Grattez-vous si ça vous démange
Aimez le blanc ou bien le noir
C’est bien plus drôle quand ça change
Suffit de s’en apercevoir
Suffit de s’en apercevoir

La cartomancienne
Chastes citoyens de Zanzibar
Qui ne faites plus d’enfants
Sachez que la fortune et la gloire
Les forêts d’ananas les troupeaux d’éléphants
Appartiennent de droit
Dans un proche avenir
À ceux qui pour les prendre auront fait des enfants
Tous les enfants se mettent à crier sur la scène et dans la salle. La cartomancienne fait les cartes qui tombent du plafond. Puis les enfants se taisent
Vous qui êtes si fécond

Le mari et le gendarme
Fécond fécond

La cartomancienne
au mari
Vous deviendrez 10 fois milliardaire
Le mari tombe assis par terre

La cartomancienne
au gendarme
Vous qui ne faites pas d’enfants
Vous mourrez dans la plus affreuse des débines

Le gendarme
Vous m’insultez
Au nom de Zanzibar je vous arrête

La cartomancienne
Toucher une femme quelle honte
Elle le griffe et l’étrangle.
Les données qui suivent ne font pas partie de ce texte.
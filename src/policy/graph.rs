use std::collections::HashMap;
use std::fmt;
use std::str::FromStr;

use log::debug;

use super::document::{Effect, PolicyDocument};
use crate::error::Error;

/// What a graph node stands for.
#[derive(Clone, Copy, Debug, PartialEq, Eq, Hash)]
pub enum NodeKind {
	/// One per policy statement.
	Statement,
	/// A distinct action name.
	Action,
	/// A distinct resource ARN or pattern.
	Resource,
	/// A distinct principal summary.
	Principal,
}

impl NodeKind {
	/// Legend order.
	pub const ALL: [NodeKind; 4] = [Self::Statement, Self::Action, Self::Resource, Self::Principal];

	/// Drawn and collision radius.
	pub fn radius(&self) -> f64 {
		match self {
			Self::Statement => 12.0,
			Self::Resource => 10.0,
			Self::Principal => 9.0,
			Self::Action => 8.0,
		}
	}

	/// Lowercase name used in ids and filter values.
	pub fn as_str(&self) -> &'static str {
		match self {
			Self::Statement => "statement",
			Self::Action => "action",
			Self::Resource => "resource",
			Self::Principal => "principal",
		}
	}

	/// Plural legend label.
	pub fn label(&self) -> &'static str {
		match self {
			Self::Statement => "Statements",
			Self::Action => "Actions",
			Self::Resource => "Resources",
			Self::Principal => "Principals",
		}
	}
}

/// Relationship carried by an edge.
#[derive(Clone, Copy, Debug, PartialEq, Eq, Hash)]
pub enum EdgeKind {
	/// Statement → Action.
	Allows,
	/// Statement → Resource.
	Affects,
	/// Principal → Statement.
	Has,
}

/// Kind-specific data kept on a node for tooltips.
#[derive(Clone, Debug, PartialEq)]
pub enum NodePayload {
	/// Source index, effect and sid of a statement node.
	Statement {
		index: usize,
		effect: Effect,
		sid: Option<String>,
	},
	/// Full action name.
	Action(String),
	/// Full resource string.
	Resource(String),
	/// Full principal summary.
	Principal(String),
}

/// A node of the policy graph.
#[derive(Clone, Debug, PartialEq)]
pub struct GraphNode {
	/// Content-addressed: equal content always yields the same id.
	pub id: String,
	/// What the node stands for.
	pub kind: NodeKind,
	/// Short text drawn next to the node.
	pub label: String,
	/// Tooltip data.
	pub payload: NodePayload,
}

impl GraphNode {
	/// Hover text for the node.
	pub fn tooltip(&self) -> String {
		match &self.payload {
			NodePayload::Statement { effect, sid, .. } => match sid {
				Some(sid) => format!("Statement: {effect} ({sid})"),
				None => format!("Statement: {effect}"),
			},
			NodePayload::Action(name) => format!("Action: {name}"),
			NodePayload::Resource(arn) => format!("Resource: {arn}"),
			NodePayload::Principal(summary) => format!("Principal: {summary}"),
		}
	}
}

/// A directed, weighted edge between two nodes.
#[derive(Clone, Debug, PartialEq)]
pub struct GraphEdge {
	/// Index of the source node in [`GraphModel::nodes`].
	pub source: usize,
	/// Index of the target node.
	pub target: usize,
	/// Relationship the edge carries.
	pub kind: EdgeKind,
	/// How many statement entries produced this edge.
	pub weight: u32,
}

/// Nodes in first-seen order plus the edges between them.
#[derive(Clone, Debug, Default)]
pub struct GraphModel {
	/// Unique nodes, first-seen order.
	pub nodes: Vec<GraphNode>,
	/// Merged edges; duplicates bump the weight.
	pub edges: Vec<GraphEdge>,
	by_id: HashMap<String, usize>,
}

impl GraphModel {
	/// True when the document had no statements.
	pub fn is_empty(&self) -> bool {
		self.nodes.is_empty()
	}

	/// Look a node up by id.
	pub fn node(&self, id: &str) -> Option<&GraphNode> {
		self.index_of(id).map(|idx| &self.nodes[idx])
	}

	/// Position of a node in `nodes`.
	pub fn index_of(&self, id: &str) -> Option<usize> {
		self.by_id.get(id).copied()
	}

	/// Number of nodes of one kind.
	pub fn count(&self, kind: NodeKind) -> usize {
		self.nodes.iter().filter(|n| n.kind == kind).count()
	}

	fn add_node(&mut self, id: String, kind: NodeKind, label: String, payload: NodePayload) -> usize {
		if let Some(&idx) = self.by_id.get(&id) {
			return idx;
		}
		let idx = self.nodes.len();
		self.by_id.insert(id.clone(), idx);
		self.nodes.push(GraphNode {
			id,
			kind,
			label,
			payload,
		});
		idx
	}

	fn add_edge(&mut self, source: usize, target: usize, kind: EdgeKind) {
		// a statement listing the same action twice thickens one edge
		if let Some(edge) = self
			.edges
			.iter_mut()
			.rev()
			.find(|e| e.source == source && e.target == target && e.kind == kind)
		{
			edge.weight += 1;
			return;
		}
		self.edges.push(GraphEdge {
			source,
			target,
			kind,
			weight: 1,
		});
	}
}

/// Project a document into its relationship graph.
pub fn build_graph_model(doc: &PolicyDocument) -> GraphModel {
	let mut model = GraphModel::default();

	for statement in &doc.statements {
		let stmt = model.add_node(
			format!("stmt-{}", statement.index),
			NodeKind::Statement,
			format!("Statement {}", statement.index + 1),
			NodePayload::Statement {
				index: statement.index,
				effect: statement.effect,
				sid: statement.sid.clone(),
			},
		);

		for action in &statement.actions {
			let node = model.add_node(
				format!("action-{action}"),
				NodeKind::Action,
				action.clone(),
				NodePayload::Action(action.clone()),
			);
			model.add_edge(stmt, node, EdgeKind::Allows);
		}

		for resource in &statement.resources {
			let node = model.add_node(
				format!("resource-{resource}"),
				NodeKind::Resource,
				resource.clone(),
				NodePayload::Resource(resource.clone()),
			);
			model.add_edge(stmt, node, EdgeKind::Affects);
		}

		if let Some(principal) = &statement.principal_summary {
			let node = model.add_node(
				format!("principal-{principal}"),
				NodeKind::Principal,
				principal.clone(),
				NodePayload::Principal(principal.clone()),
			);
			model.add_edge(node, stmt, EdgeKind::Has);
		}
	}

	debug!(
		"graph model: {} nodes, {} edges",
		model.nodes.len(),
		model.edges.len()
	);
	model
}

/// Node-kind filter of the graph view. Applied as an opacity mask, never by
/// removing nodes.
#[derive(Clone, Copy, Debug, Default, PartialEq, Eq)]
pub enum KindFilter {
	/// Show every kind at full opacity.
	#[default]
	All,
	/// Keep one kind bright and dim the rest.
	Only(NodeKind),
}

impl KindFilter {
	/// Opacity of a node the filter excludes.
	pub const DIM_NODE: f64 = 0.2;
	/// Opacity of a visible edge.
	pub const EDGE: f64 = 0.8;
	/// Opacity of an edge whose ends are both excluded.
	pub const DIM_EDGE: f64 = 0.1;

	/// Whether nodes of `kind` pass the filter.
	pub fn matches(&self, kind: NodeKind) -> bool {
		match self {
			Self::All => true,
			Self::Only(only) => *only == kind,
		}
	}

	/// Draw opacity of a node of `kind`.
	pub fn node_opacity(&self, kind: NodeKind) -> f64 {
		if self.matches(kind) { 1.0 } else { Self::DIM_NODE }
	}

	/// An edge stays visible when either endpoint passes the filter.
	pub fn edge_opacity(&self, source: NodeKind, target: NodeKind) -> f64 {
		if self.matches(source) || self.matches(target) {
			Self::EDGE
		} else {
			Self::DIM_EDGE
		}
	}
}

impl FromStr for KindFilter {
	type Err = Error;

	fn from_str(s: &str) -> Result<Self, Self::Err> {
		if s == "all" {
			return Ok(Self::All);
		}
		NodeKind::ALL
			.into_iter()
			.find(|kind| kind.as_str() == s)
			.map(Self::Only)
			.ok_or_else(|| Error::UnknownFilter(s.to_string()))
	}
}

impl fmt::Display for KindFilter {
	fn fmt(&self, f: &mut fmt::Formatter<'_>) -> fmt::Result {
		match self {
			Self::All => f.write_str("all"),
			Self::Only(kind) => f.write_str(kind.as_str()),
		}
	}
}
Le mari lui tend une pipe

Le mari
Eh ! fumez la pipe Bergère
Moi je vous jouerai du pipeau
Et cependant la Boulangère
Tous les sept ans changeait de peau

La cartomancienne
Tous les sept ans elle exagère

Le mari
En attendant je vais vous livrer au commissaire
Assassine

Thérèse
se débarrassant de ses oripeaux de cartomancienne
Mon cher mari ne me reconnais-tu pas

Le mari
Thérèse ou bien Tirésias
Le gendarme ressuscite

Thérèse
Tirésias se trouve officiellement
À la tête de l’Armée à la Chambre à l’Hôtel de Ville
Mais sois tranquille
Je ramène dans une voiture de déménagement
Le piano le violon l’assiette au beurre
Ainsi que trois dames influentes dont je suis devenu l’amant

Le gendarme
Merci d’avoir pensé à moi

Le mari
Mon général mon député
Je me trompe Thérèse
Te voilà plate comme une punaise

Thérèse
Qu’importe viens cueillir la fraise

Avec la fleur du bananier
Chassons à la Zanzibaraise
Les éléphants et viens régner
Sur le grand cœur de ta Thérèse

Le mari
Thérèse

Thérèse
Qu’importe le trône ou la tombe
Il faut s’aimer ou je succombe
Avant que ce rideau ne tombe

Le mari
Chère Thérèse il ne faut plus
Que tu sois plate comme une punaise
Il prend dans la maison un bouquet de ballons et un panier de balles
En voici tout un stock

Thérèse
Nous nous en sommes passés l’un et l’autre
Continuons

Le mari
C’est vrai ne compliquons pas les choses

Allons plutôt tremper la soupe

Thérèse
Elle lâche les ballons et lance les balles aux spectateurs
Envolez-vous oiseaux de ma faiblesse
Allez nourrir tous les enfants
De la repopulation

Tous
en chœur
Le peuple de Zanzibar danse en secouant des grelots
Et puis chantez matin et soir
Grattez-vous si ça vous démange
Aimez le blanc ou bien le noir
C’est bien plus drôle quand ça change
Suffit de s’en apercevoir

Rideau

  1. Pour me laver de tout reproche touchant l’usage des mamelles en caoutchouc voici un extrait des journaux prouvant que ces organes étaient de la plus stricte légalité.
    « Interdiction de la vente des tétines autres que celles en caoutchouc pur, vulcanisé à chaud. — À la date du 28 février dernier, a été promulguée au « Journal officiel » la loi du 26 février 1917. modifiant l’article Ier de la loi du 6 avril 1910, qui ne visait que l’interdiction des biberons à tube.
    Le nouvel article Ier de cette loi est désormais ainsi conçu :
    « Sont interdites la vente, la mise en vente, l’exposition et l’importation :
    « 1o Des biberons à tube ;
    « 2o Des tétines et des sucettes fabriquées avec d’autres produits que le caoutchouc pur, vulcanisées par un autre procédé que la vulcanisation à chaud, et ne portant point, avec la marque du fabricant ou du commerçant, l’indication spéciale : « caoutchouc pur ».
    Sont donc seules autorisés les tétines et sucettes fabriquées avec du caoutchouc pur et vulcanisées à chaud.